Washington Proposes Hot Weather Worker Rule

March 25, 2008

Washington’s Department of Labor and Industries (L&I) has proposed a new workplace rule to protect workers from heat-related illness when working outdoors in hot weather.

This proposal is significantly different from the temporary rules L&I used the past two summers and, now would require employers with employees who work outdoors to:

* Update their safety program to include preventive measures to reduce the risk of heat-related illness.

* Train employees to recognize the signs, symptoms and risk factors of heat-related illness and what to do if someone has symptoms.

* Check the weather forecast and temperatures daily to know when it’s hot enough to require preventive measures.

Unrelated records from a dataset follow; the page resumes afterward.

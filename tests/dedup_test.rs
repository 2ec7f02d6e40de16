mod helpers;

use engram::knowledge::types::{KnowledgeType, RecordStatus};
use helpers::{save, save_fact, test_db};
use rusqlite::params;

#[test]
fn saving_same_content_twice_yields_one_active_record() {
    let mut conn = test_db();
    let content = "Docker Compose v2 requires depends_on.condition for health checks";

    let first = save(&mut conn, content, KnowledgeType::Lesson, "infra", &[], None);
    assert!(!first.duplicate);

    // Backdate so the refresh is observable
    let backdated = "2024-06-01T00:00:00+00:00";
    conn.execute(
        "UPDATE knowledge SET last_confirmed = ?1 WHERE id = ?2",
        params![backdated, first.id],
    )
    .unwrap();

    let second = save(&mut conn, content, KnowledgeType::Lesson, "infra", &[], None);
    assert!(second.duplicate, "second save should report duplicate=true");
    assert_eq!(second.id, first.id, "should return the existing record id");

    // Exactly one record, still active, last_confirmed refreshed
    let (count, status, last_confirmed): (i64, String, String) = conn
        .query_row(
            "SELECT COUNT(*), status, last_confirmed FROM knowledge",
            [],
            |row| Ok((row.get(0)?, row.get(1)?, row.get(2)?)),
        )
        .unwrap();
    assert_eq!(count, 1);
    assert_eq!(status, RecordStatus::Active.as_str());
    assert!(last_confirmed.as_str() > backdated);
}

#[test]
fn near_duplicate_wording_is_merged() {
    let mut conn = test_db();

    let first = save_fact(
        &mut conn,
        "the production cluster runs postgres 16 with streaming replication enabled",
        "infra",
    );
    // Same words reordered — identical token set, Jaccard 1.0
    let second = save(
        &mut conn,
        "the production cluster runs postgres 16 with replication streaming enabled",
        KnowledgeType::Fact,
        "infra",
        &[],
        None,
    );
    assert!(second.duplicate);
    assert_eq!(second.id, first);
}

#[test]
fn different_projects_keep_separate_records() {
    let mut conn = test_db();
    let content = "run database migrations before deploying the api";

    let infra = save_fact(&mut conn, content, "infra");
    let second = save(&mut conn, content, KnowledgeType::Fact, "webapp", &[], None);

    assert!(!second.duplicate);
    assert_ne!(second.id, infra);
}

#[test]
fn unrelated_content_is_never_merged() {
    let mut conn = test_db();

    save_fact(&mut conn, "the billing service speaks grpc internally", "backend");
    let second = save(
        &mut conn,
        "frontend bundle size budget is 300 kilobytes",
        KnowledgeType::Convention,
        "backend",
        &[],
        None,
    );
    assert!(!second.duplicate);

    let count: i64 = conn
        .query_row("SELECT COUNT(*) FROM knowledge", [], |row| row.get(0))
        .unwrap();
    assert_eq!(count, 2);
}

* On days when temperatures require preventive measures, increase the volume of water provided to employees and respond to any employee with symptoms of illness.

Employees working outdoors for 15 minutes or less in an hour would be exempt from the rule.

Working outdoors in hot weather is a health hazard that can put employees at risk for serious medical consequences, L&I said. Heat-related illness, such as heat exhaustion or heat stroke, can cause disability or death. In the past 10 years, four Washington workers are known to have died from heat stroke, and hundreds more sought medical treatment for their illnesses. Many workers become ill in hot weather and don’t recognize the symptoms. The symptoms, which include dizziness, confusion and poor judgment, can contribute to other serious injuries.

L&I said it worked closely with business and labor representatives to develop this proposed rule, which will be subject to five public hearings.

“Over the course of the past summer, fall and winter, we have been working toward a rule that is simple, easy to comply with, and effective,” said L&I Director Judy Schurke. “It’s my hope that the current proposal will be received as a reasonable and effective way to protect workers.”

“Working outdoors in hot weather can be a serious workplace hazard that puts employees at risk,” added Dr. Steven R. Smith, an occupational medicine physician in Kennewick, Wash. “Heat exhaustion is a serious health problem and heat stroke can result in death.”

The tentative adoption of the rule is June 4 following five public hearings statewide:

* Tumwater, April 28: 1 p.m., at the Comfort Inn, 1620 74th Ave. S.W.;

* Bellingham, April 29: 1 p.m., at the Quality Inn Baron Suites, 100 E. Kellogg Road;

* Yakima, April 30: 9 a.m., Clarion Hotel/Conference Center, 1507 N. First St.;

* Richland, April 30: 2 p.m., Red Lion Hotel-Hanford House, 802 George Washington Way; and

* Spokane, May 1: 1 p.m., Red Lion Hotel at the Park, W. 303 N. River Dr.

Written comments may be mailed to Jamie Scibelli, Division of Occupational Safety and Health, P.O. Box 44620, Olympia, WA 98504-4620 by 5 p.m. May 2, or faxed by that date to 360-902-5619.

Complete information is online at www.Lni.wa.gov/Safety/Topics/AtoZ/HeatStress/ or by calling 360-902-4568.